Social Work With Groups
Routledge – 1993 – 230 pages
Social Work With Groups describes continuity and change in group work. It revisits the theoretical ideas of group work and group work topics of the past decade, focusing on the continuity of group work theory and practice. At the same time it emphasizes the need for change to more effectively work with deal with people in new groups in need--people with AIDS, gangs, persons in grief, and minorities, as well as groups always in need but now with new and additional needs--families, children, adolescents. This book deals with how to meet the needs of existing and emerging populations. It shows a good combination of theory and practice of group work in a variety of settings and using traditional techniques with new groups.Chapters in this book revisit the theoretical ideas of group work such as stages of development and the question of self-determination in groups.
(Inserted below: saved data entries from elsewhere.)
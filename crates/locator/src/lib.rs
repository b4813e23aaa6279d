//! # Locator
//!
//! 共享定位传感器仲裁模块。
//!
//! 负责：
//! - 维护活跃请求队列（传感器请求 / IP 查询分队列）
//! - 每次队列变化后重新计算最严格的传感器配置，仅在变化时下发
//! - 授权门控：不足时请求授权，拒绝提示的请求直接失败
//! - 每个请求独立超时
//! - 将传感器事件分发给所有活跃请求
//!
//! ## 使用示例
//!
//! ```ignore
//! use locator::Locator;
//! use contracts::{Accuracy, LocatorConfig, RequestOptions};
//!
//! let locator = Locator::new(sensor, LocatorConfig::default());
//! let handle = locator.submit(RequestOptions::new(Accuracy::House))?;
//! let reading = handle.result().await?;
//! ```

mod actor;
pub mod authorization;
pub mod dispatcher;
mod engine;
pub mod handle;
pub mod ip_lookup;
pub mod metrics;
pub mod queue;
pub mod reconciler;
pub mod request;
pub mod timeout;

pub use authorization::{AuthorizationGate, GateDecision};
pub use contracts::{LocatorConfig, LocatorError, Reading, RequestOptions, Sensor};
pub use engine::{LocatorSnapshot, LookupSummary, RequestSummary};
pub use dispatcher::{dispatch_failure, dispatch_readings, most_recent, DispatchReport, Resolved};
pub use handle::{Locator, RequestHandle, Subscription};
pub use metrics::{LocatorMetrics, MetricsSnapshot};
pub use queue::{QueueMember, RequestQueue};
pub use reconciler::{reconcile, SettingsReconciler};
pub use request::{Delivery, LocationRequest, LocationResult, RequestState};
pub use timeout::{Expiry, TimeoutManager};
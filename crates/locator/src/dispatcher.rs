//! Dispatcher - fan-out of sensor events to active requests

use std::time::Duration;

use chrono::{DateTime, Utc};
use tracing::{debug, instrument, warn};

use contracts::{AuthorizationState, DiscardReason, LocatorError, Reading, RequestId, SensorError};

use crate::queue::RequestQueue;
use crate::request::{Delivery, LocationRequest, RequestState};

/// A request that left the queue during dispatch
#[derive(Debug, Clone, Copy, PartialEq, Eq)]
pub struct Resolved {
    pub id: RequestId,
    pub state: RequestState,
    /// Time since submission
    pub elapsed: Duration,
}

/// Outcome of one dispatch pass
#[derive(Debug, Default)]
pub struct DispatchReport {
    /// Requests that accepted the reading or received the failure
    pub delivered: Vec<RequestId>,
    /// Requests that ignored the reading, with the reason
    pub discarded: Vec<(RequestId, DiscardReason)>,
    /// Requests that reached a terminal state and left the queue
    pub resolved: Vec<Resolved>,
}

impl DispatchReport {
    pub fn is_empty(&self) -> bool {
        self.delivered.is_empty() && self.discarded.is_empty() && self.resolved.is_empty()
    }
}

/// Most recent reading of a batch; the first one wins ties
pub fn most_recent(readings: &[Reading]) -> Option<&Reading> {
    readings.iter().fold(None, |best: Option<&Reading>, r| match best {
        Some(b) if b.timestamp >= r.timestamp => Some(b),
        _ => Some(r),
    })
}

/// Deliver the most recent reading of a batch to every active request
#[instrument(
    level = "trace",
    name = "dispatch_readings",
    skip(queue, readings),
    fields(batch = readings.len(), queued = queue.len())
)]
pub fn dispatch_readings(
    queue: &mut RequestQueue<LocationRequest>,
    readings: &[Reading],
    now: DateTime<Utc>,
) -> DispatchReport {
    let mut report = DispatchReport::default();
    let Some(reading) = most_recent(readings) else {
        debug!("empty reading batch");
        return report;
    };

    for id in active_ids(queue) {
        let Some(request) = queue.get_mut(id) else {
            continue;
        };
        match request.receive_reading(reading, now) {
            Delivery::Discarded(reason) => {
                debug!(request_id = %id, reason = reason.label(), "reading discarded");
                report.discarded.push((id, reason));
            }
            Delivery::Delivered => report.delivered.push(id),
            delivery => {
                if delivery == Delivery::Completed {
                    report.delivered.push(id);
                }
                report.resolved.push(Resolved {
                    id,
                    state: request.state(),
                    elapsed: request.submitted_at().elapsed(),
                });
            }
        }
    }

    remove_resolved(queue, &report);
    report
}

/// Deliver a driver failure
///
/// Authorization failures only reach requests whose own requirement is not
/// covered by `status`, as `AuthorizationDenied`.
#[instrument(
    level = "trace",
    name = "dispatch_failure",
    skip(queue, error),
    fields(kind = ?error.kind, queued = queue.len())
)]
pub fn dispatch_failure(
    queue: &mut RequestQueue<LocationRequest>,
    error: &SensorError,
    status: AuthorizationState,
) -> DispatchReport {
    let mut report = DispatchReport::default();
    let authorization = error.is_authorization();
    let failure = if authorization {
        LocatorError::AuthorizationDenied
    } else {
        LocatorError::SensorFailure(error.clone())
    };
    warn!(error = %error, "sensor failure");

    for id in active_ids(queue) {
        let Some(request) = queue.get_mut(id) else {
            continue;
        };
        if authorization && status.satisfies(request.options().required_authorization()) {
            continue;
        }
        match request.receive_error(&failure) {
            Delivery::Delivered => report.delivered.push(id),
            Delivery::Discarded(_) => {}
            _ => {
                report.delivered.push(id);
                report.resolved.push(Resolved {
                    id,
                    state: request.state(),
                    elapsed: request.submitted_at().elapsed(),
                });
            }
        }
    }

    remove_resolved(queue, &report);
    report
}

fn active_ids(queue: &RequestQueue<LocationRequest>) -> Vec<RequestId> {
    queue
        .iter()
        .filter(|r| r.is_active())
        .map(|r| r.id())
        .collect()
}

fn remove_resolved(queue: &mut RequestQueue<LocationRequest>, report: &DispatchReport) {
    if report.resolved.is_empty() {
        return;
    }
    let ids: Vec<RequestId> = report.resolved.iter().map(|r| r.id).collect();
    queue.remove_many(&ids);
}
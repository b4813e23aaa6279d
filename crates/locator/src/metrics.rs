//! Locator metrics for observability

use std::sync::atomic::{AtomicU64, Ordering};

/// In-process counters shared between the actor and its handles
#[derive(Debug, Default)]
pub struct LocatorMetrics {
    /// Requests accepted by `submit` / `lookup_ip`
    submitted: AtomicU64,
    /// Requests that delivered their final reading
    completed: AtomicU64,
    /// Requests that ended with an error other than timeout
    failed: AtomicU64,
    /// Requests cancelled explicitly or by shutdown
    cancelled: AtomicU64,
    /// Requests failed by their timer
    timed_out: AtomicU64,
    /// Readings accepted by a request
    readings_delivered: AtomicU64,
    /// Readings a request ignored
    readings_discarded: AtomicU64,
    /// `update_settings` calls
    settings_applied: AtomicU64,
    /// Reconciliations that produced the configuration already applied
    settings_ignored: AtomicU64,
    /// Authorization prompts issued
    authorization_prompts: AtomicU64,
}

impl LocatorMetrics {
    pub fn new() -> Self {
        Self::default()
    }

    pub fn inc_submitted(&self) {
        self.submitted.fetch_add(1, Ordering::Relaxed);
    }

    pub fn inc_completed(&self) {
        self.completed.fetch_add(1, Ordering::Relaxed);
    }

    pub fn inc_failed(&self) {
        self.failed.fetch_add(1, Ordering::Relaxed);
    }

    pub fn inc_cancelled(&self) {
        self.cancelled.fetch_add(1, Ordering::Relaxed);
    }

    pub fn inc_timed_out(&self) {
        self.timed_out.fetch_add(1, Ordering::Relaxed);
    }

    pub fn inc_readings_delivered(&self) {
        self.readings_delivered.fetch_add(1, Ordering::Relaxed);
    }

    pub fn inc_readings_discarded(&self) {
        self.readings_discarded.fetch_add(1, Ordering::Relaxed);
    }

    pub fn inc_settings_applied(&self) {
        self.settings_applied.fetch_add(1, Ordering::Relaxed);
    }

    pub fn inc_settings_ignored(&self) {
        self.settings_ignored.fetch_add(1, Ordering::Relaxed);
    }

    pub fn inc_authorization_prompts(&self) {
        self.authorization_prompts.fetch_add(1, Ordering::Relaxed);
    }

    pub fn snapshot(&self) -> MetricsSnapshot {
        MetricsSnapshot {
            submitted: self.submitted.load(Ordering::Relaxed),
            completed: self.completed.load(Ordering::Relaxed),
            failed: self.failed.load(Ordering::Relaxed),
            cancelled: self.cancelled.load(Ordering::Relaxed),
            timed_out: self.timed_out.load(Ordering::Relaxed),
            readings_delivered: self.readings_delivered.load(Ordering::Relaxed),
            readings_discarded: self.readings_discarded.load(Ordering::Relaxed),
            settings_applied: self.settings_applied.load(Ordering::Relaxed),
            settings_ignored: self.settings_ignored.load(Ordering::Relaxed),
            authorization_prompts: self.authorization_prompts.load(Ordering::Relaxed),
        }
    }
}

/// Snapshot of locator metrics (for reporting)
#[derive(Debug, Clone, Copy, Default, PartialEq, Eq)]
pub struct MetricsSnapshot {
    pub submitted: u64,
    pub completed: u64,
    pub failed: u64,
    pub cancelled: u64,
    pub timed_out: u64,
    pub readings_delivered: u64,
    pub readings_discarded: u64,
    pub settings_applied: u64,
    pub settings_ignored: u64,
    pub authorization_prompts: u64,
}

impl MetricsSnapshot {
    /// Requests that reached a terminal state
    pub fn finished(&self) -> u64 {
        self.completed + self.failed + self.cancelled + self.timed_out
    }
}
The sections of theory are the basis for the more practical emphasis of what today’s group worker is doing and how they are doing it. Social Work With Groups is very practice oriented. As such, anybody who uses groups to help people will find much to read and reflect upon. With its across-the-board appeal, persons new to group work will delight in the practical information, and experienced group workers will find the revisiting of the issues a helpful and refreshing approach. Clinical social workers and faculty with an interest in theory and theoretical approaches to group work will appreciate the theory addressed in the book. Social change oriented practitioners searching for new methods of empowerment among the people will find helpful suggestions in this book for social, political, and grassroots activism.